## [Stored items]
// Dashboard service - builds the page and starts every configured panel
use crate::application::resize_bus::ResizeBus;
use crate::application::result_panel::ResultPanel;
use crate::application::result_source::ResultSource;
use crate::domain::page::{Page, Viewport};
use crate::infrastructure::config::DashboardConfig;
use std::sync::Arc;
use tokio::task::JoinHandle;

#[derive(Clone)]
pub struct DashboardService {
    page: Arc<Page>,
    panels: Vec<Arc<ResultPanel>>,
    resize_bus: ResizeBus,
}

impl DashboardService {
    pub fn new(source: Arc<dyn ResultSource>, config: &DashboardConfig) -> Self {
        let page = Arc::new(Page::with_panels(config.panels.len()));
        let resize_bus = ResizeBus::new(config.viewport);

        let mut panels: Vec<Arc<ResultPanel>> = config
            .panels
            .iter()
            .map(|panel| {
                Arc::new(ResultPanel::new(
                    panel.name.clone(),
                    panel.index,
                    source.clone(),
                    page.clone(),
                    resize_bus.clone(),
                ))
            })
            .collect();
        panels.sort_by_key(|panel| panel.index());

        Self {
            page,
            panels,
            resize_bus,
        }
    }

    /// Build the dashboard and start loading every panel in the background
    pub fn initialize(source: Arc<dyn ResultSource>, config: &DashboardConfig) -> Self {
        let service = Self::new(source, config);
        service.bootstrap();
        service
    }

    /// Spawn the timestamp and summary pipelines of every panel. The two run
    /// independently; a failure is logged and leaves that region blank.
    pub fn bootstrap(&self) -> Vec<JoinHandle<()>> {
        let mut handles = Vec::with_capacity(self.panels.len() * 2);

        for panel in &self.panels {
            tracing::info!("Loading panel {} ({})", panel.index(), panel.name());

            let timestamp_panel = panel.clone();
            handles.push(tokio::spawn(async move {
                if let Err(e) = timestamp_panel.refresh_timestamp().await {
                    tracing::error!(
                        "Timestamp for panel {} ({}) failed: {}",
                        timestamp_panel.index(),
                        timestamp_panel.name(),
                        e
                    );
                }
            }));

            let summary_panel = panel.clone();
            handles.push(tokio::spawn(async move {
                if let Err(e) = summary_panel.load_summary().await {
                    tracing::error!(
                        "Summary for panel {} ({}) failed: {}",
                        summary_panel.index(),
                        summary_panel.name(),
                        e
                    );
                }
            }));
        }

        handles
    }

    /// Broadcast a viewport change; returns the number of listening panels
    pub fn resize(&self, viewport: Viewport) -> usize {
        self.resize_bus.publish(viewport)
    }

    pub fn page(&self) -> &Arc<Page> {
        &self.page
    }

    pub fn panels(&self) -> &[Arc<ResultPanel>] {
        &self.panels
    }

    pub fn panel(&self, index: usize) -> Option<&Arc<ResultPanel>> {
        self.panels.iter().find(|panel| panel.index() == index)
    }

    pub fn viewport(&self) -> Viewport {
        self.resize_bus.current()
    }
}
// Main entry point - Dependency injection and server setup
mod application;
mod domain;
mod infrastructure;
mod presentation;

use std::{net::SocketAddr, sync::Arc};
use axum::{
    routing::{get, post},
    Router,
};
use tower_http::{compression::CompressionLayer, trace::TraceLayer};
use tracing_subscriber::EnvFilter;

use crate::application::dashboard_service::DashboardService;
use crate::infrastructure::config::load_dashboard_config;
use crate::infrastructure::http_source::HttpResultSource;
use crate::presentation::app_state::AppState;
use crate::presentation::handlers::{
    chart_option, chart_svg, dashboard_page, health_check, last_updated, update_viewport,
};

#[tokio::main]
async fn main() -> anyhow::Result<()> {
    // Initialize tracing
    tracing_subscriber::fmt()
        .with_env_filter(
            EnvFilter::try_from_default_env().unwrap_or_else(|_| EnvFilter::new("info")),
        )
        .init();

    // Load configuration
    let config = load_dashboard_config()?;

    // Create result source (infrastructure layer)
    let source = Arc::new(HttpResultSource::new(
        config.source.base_url.clone(),
        config.source.timeout_secs,
    )?);

    // Build the page and start loading every panel (application layer)
    let dashboard = DashboardService::initialize(source, &config);
    let viewport = dashboard.viewport();
    tracing::info!("Charts laid out at {}x{} until the page reports its size", viewport.width, viewport.height);

    let state = Arc::new(AppState {
        title: "Test results".to_string(),
        dashboard,
    });

    // Build router (presentation layer)
    let router = Router::new()
        .route("/", get(dashboard_page))
        .route("/healthz", get(health_check))
        .route("/panels/:index/chart.svg", get(chart_svg))
        .route("/panels/:index/option", get(chart_option))
        .route("/panels/:index/last-updated", get(last_updated))
        .route("/viewport", post(update_viewport))
        .layer(CompressionLayer::new())
        .layer(TraceLayer::new_for_http())
        .with_state(state);

    // Start server
    let addr: SocketAddr = config.server.bind.parse()?;
    tracing::info!(
        "Starting results-dashboard on {} for {} panel(s) from {}",
        addr,
        config.panels.len(),
        config.source.base_url
    );

    axum::serve(tokio::net::TcpListener::bind(addr).await?, router).await?;

    Ok(())
}
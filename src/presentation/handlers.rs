// HTTP request handlers
use crate::domain::chart::ChartOption;
use crate::domain::page::{RegionClass, Viewport};
use crate::infrastructure::http_response::{html_response, svg_response, text_response};
use crate::infrastructure::page_html::{render_page, PanelView};
use crate::presentation::app_state::AppState;
use axum::{
    extract::{Path, State},
    http::StatusCode,
    response::{IntoResponse, Response},
    Json,
};
use serde::Serialize;
use std::sync::Arc;

#[derive(Debug, Serialize)]
pub struct ViewportAccepted {
    pub viewport: Viewport,
    pub panels: usize,
}

/// Health check endpoint
pub async fn health_check() -> &'static str {
    "ok"
}

/// The dashboard page with every panel's current regions
pub async fn dashboard_page(State(state): State<Arc<AppState>>) -> Response {
    let page = state.dashboard.page();
    let mut views = Vec::with_capacity(page.panel_count());

    for panel in state.dashboard.panels() {
        let index = panel.index();
        views.push(PanelView {
            name: panel.name().to_string(),
            last_updated: page
                .read(RegionClass::LastUpdated, index)
                .await
                .unwrap_or_default(),
            chart: page
                .read(RegionClass::ResultsStateless, index)
                .await
                .unwrap_or_default(),
        });
    }

    match html_response(render_page(&state.title, &views)) {
        Ok(response) => response,
        Err(status) => status.into_response(),
    }
}

/// Current content of one panel's chart mount
pub async fn chart_svg(
    Path(index): Path<usize>,
    State(state): State<Arc<AppState>>,
) -> Response {
    match state
        .dashboard
        .page()
        .read(RegionClass::ResultsStateless, index)
        .await
    {
        Ok(Some(markup)) => svg_response(markup).unwrap_or_else(|status| status.into_response()),
        Ok(None) => StatusCode::NO_CONTENT.into_response(),
        Err(_) => StatusCode::NOT_FOUND.into_response(),
    }
}

/// Current content of one panel's `last-updated` region
pub async fn last_updated(
    Path(index): Path<usize>,
    State(state): State<Arc<AppState>>,
) -> Response {
    match state
        .dashboard
        .page()
        .read(RegionClass::LastUpdated, index)
        .await
    {
        Ok(Some(text)) => text_response(text).unwrap_or_else(|status| status.into_response()),
        Ok(None) => StatusCode::NO_CONTENT.into_response(),
        Err(_) => StatusCode::NOT_FOUND.into_response(),
    }
}

/// The chart option a panel last rendered, as ECharts JSON
pub async fn chart_option(
    Path(index): Path<usize>,
    State(state): State<Arc<AppState>>,
) -> Result<Json<ChartOption>, StatusCode> {
    let panel = state.dashboard.panel(index).ok_or(StatusCode::NOT_FOUND)?;
    panel
        .chart_option()
        .await
        .map(Json)
        .ok_or(StatusCode::NOT_FOUND)
}

/// Viewport change reported by the page; re-lays out every rendered chart
pub async fn update_viewport(
    State(state): State<Arc<AppState>>,
    Json(viewport): Json<Viewport>,
) -> (StatusCode, Json<ViewportAccepted>) {
    let panels = state.dashboard.resize(viewport);
    tracing::debug!(
        "Viewport {}x{} sent to {} panels",
        viewport.width,
        viewport.height,
        panels
    );

    (StatusCode::ACCEPTED, Json(ViewportAccepted { viewport, panels }))
}

#[cfg(test)]
mod tests {
    use super::*;
    use crate::application::dashboard_service::DashboardService;
    use crate::application::result_source::memory::StaticSource;
    use crate::infrastructure::config::DashboardConfig;

    async fn rendered_state() -> Arc<AppState> {
        let source = StaticSource::panel(
            "beta",
            "2024-01-01 00:00:00\n",
            "Ran 10 tests",
            "failures=2, errors=1",
        );
        let dashboard = DashboardService::new(
            Arc::new(source),
            &DashboardConfig::for_source("http://results.local"),
        );
        for handle in dashboard.bootstrap() {
            handle.await.unwrap();
        }
        Arc::new(AppState {
            title: "Test results".to_string(),
            dashboard,
        })
    }

    fn blank_state() -> Arc<AppState> {
        let dashboard = DashboardService::new(
            Arc::new(StaticSource::new()),
            &DashboardConfig::for_source("http://results.local"),
        );
        Arc::new(AppState {
            title: "Test results".to_string(),
            dashboard,
        })
    }

    async fn body_text(response: Response) -> String {
        let bytes = axum::body::to_bytes(response.into_body(), usize::MAX)
            .await
            .unwrap();
        String::from_utf8(bytes.to_vec()).unwrap()
    }

    #[tokio::test]
    async fn test_health_check() {
        assert_eq!(health_check().await, "ok");
    }

    #[tokio::test]
    async fn test_dashboard_page() {
        let response = dashboard_page(State(rendered_state().await)).await;
        assert_eq!(response.status(), StatusCode::OK);

        let html = body_text(response).await;
        assert!(html.contains("Last updated: 2024-01-01 00:00:00\u{00A0}UTC"));
        assert!(html.contains("70.0%"));
    }

    #[tokio::test]
    async fn test_chart_svg() {
        let state = rendered_state().await;

        let response = chart_svg(Path(0), State(state.clone())).await;
        assert_eq!(response.status(), StatusCode::OK);
        assert!(body_text(response).await.starts_with("<svg"));

        let response = chart_svg(Path(4), State(state)).await;
        assert_eq!(response.status(), StatusCode::NOT_FOUND);
    }

    #[tokio::test]
    async fn test_blank_regions() {
        let state = blank_state();

        let response = chart_svg(Path(0), State(state.clone())).await;
        assert_eq!(response.status(), StatusCode::NO_CONTENT);

        let response = last_updated(Path(0), State(state.clone())).await;
        assert_eq!(response.status(), StatusCode::NO_CONTENT);

        let response = chart_option(Path(0), State(state)).await;
        assert_eq!(response.unwrap_err(), StatusCode::NOT_FOUND);
    }

    #[tokio::test]
    async fn test_last_updated() {
        let response = last_updated(Path(0), State(rendered_state().await)).await;
        assert_eq!(
            body_text(response).await,
            "Last updated: 2024-01-01 00:00:00\u{00A0}UTC"
        );
    }

    #[tokio::test]
    async fn test_chart_option() {
        let Json(option) = chart_option(Path(0), State(rendered_state().await))
            .await
            .unwrap();
        assert_eq!(option.title.text, "70.0%\nPass Rate");
    }

    #[tokio::test]
    async fn test_update_viewport() {
        let state = rendered_state().await;

        let (status, Json(accepted)) =
            update_viewport(State(state.clone()), Json(Viewport::new(800, 400))).await;

        assert_eq!(status, StatusCode::ACCEPTED);
        assert_eq!(accepted.panels, 1);
        assert_eq!(state.dashboard.viewport(), Viewport::new(800, 400));
    }
}
use crate::domain::page::Viewport;
use serde::Deserialize;
use std::collections::HashSet;
use thiserror::Error;

const CONFIG_FILE: &str = "config/dashboard";
const ENV_PREFIX: &str = "DASHBOARD";

#[derive(Debug, Deserialize, Clone)]
pub struct DashboardConfig {
    #[serde(default)]
    pub server: ServerSettings,
    pub source: SourceSettings,
    #[serde(default)]
    pub viewport: Viewport,
    #[serde(default = "default_panels")]
    pub panels: Vec<PanelConfig>,
}

#[derive(Debug, Deserialize, Clone)]
pub struct ServerSettings {
    #[serde(default = "default_bind")]
    pub bind: String,
}

impl Default for ServerSettings {
    fn default() -> Self {
        Self {
            bind: default_bind(),
        }
    }
}

#[derive(Debug, Deserialize, Clone)]
pub struct SourceSettings {
    pub base_url: String,
    pub timeout_secs: Option<u64>,
}

#[derive(Debug, Deserialize, Clone, PartialEq, Eq)]
pub struct PanelConfig {
    pub name: String,
    pub index: usize,
}

#[derive(Debug, Error, PartialEq, Eq)]
pub enum ConfigError {
    #[error("no panels configured")]
    NoPanels,
    #[error("panel at index {0} has an empty name")]
    EmptyName(usize),
    #[error("panel index {0} is configured more than once")]
    DuplicateIndex(usize),
    #[error("panel indices must run from 0 to {max}, index {missing} is missing")]
    MissingIndex { missing: usize, max: usize },
}

fn default_bind() -> String {
    "0.0.0.0:8080".to_string()
}

fn default_panels() -> Vec<PanelConfig> {
    vec![PanelConfig {
        name: "beta".to_string(),
        index: 0,
    }]
}

impl DashboardConfig {
    /// Defaults for everything but the results host
    pub fn for_source(base_url: &str) -> Self {
        Self {
            server: ServerSettings::default(),
            source: SourceSettings {
                base_url: base_url.to_string(),
                timeout_secs: None,
            },
            viewport: Viewport::default(),
            panels: default_panels(),
        }
    }

    /// Every panel needs a name, and indices must cover `0..panels.len()`
    /// exactly once so each panel owns one slot of each page region.
    pub fn validate(&self) -> Result<(), ConfigError> {
        if self.panels.is_empty() {
            return Err(ConfigError::NoPanels);
        }

        let mut seen = HashSet::new();
        for panel in &self.panels {
            if panel.name.trim().is_empty() {
                return Err(ConfigError::EmptyName(panel.index));
            }
            if !seen.insert(panel.index) {
                return Err(ConfigError::DuplicateIndex(panel.index));
            }
        }

        let max = self.panels.len() - 1;
        if let Some(missing) = (0..=max).find(|index| !seen.contains(index)) {
            return Err(ConfigError::MissingIndex { missing, max });
        }

        Ok(())
    }
}

pub fn load_dashboard_config() -> anyhow::Result<DashboardConfig> {
    let settings = config::Config::builder()
        .add_source(config::File::with_name(CONFIG_FILE).required(false))
        .add_source(environment())
        .build()?;

    parse_dashboard_config(settings)
}

/// `DASHBOARD__SOURCE__BASE_URL` overrides `source.base_url`
fn environment() -> config::Environment {
    config::Environment::with_prefix(ENV_PREFIX)
        .prefix_separator("__")
        .separator("__")
        .try_parsing(true)
}

pub fn parse_dashboard_config(settings: config::Config) -> anyhow::Result<DashboardConfig> {
    let config: DashboardConfig = settings.try_deserialize()?;
    config.validate()?;
    Ok(config)
}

## [What to do]
Search the entries for the word "change", then list each line that holds it.

## [Reply to the exercise]
    /// Broadcast a viewport change; returns the number of listening panels
/// Viewport change reported by the page; re-lays out every rendered chart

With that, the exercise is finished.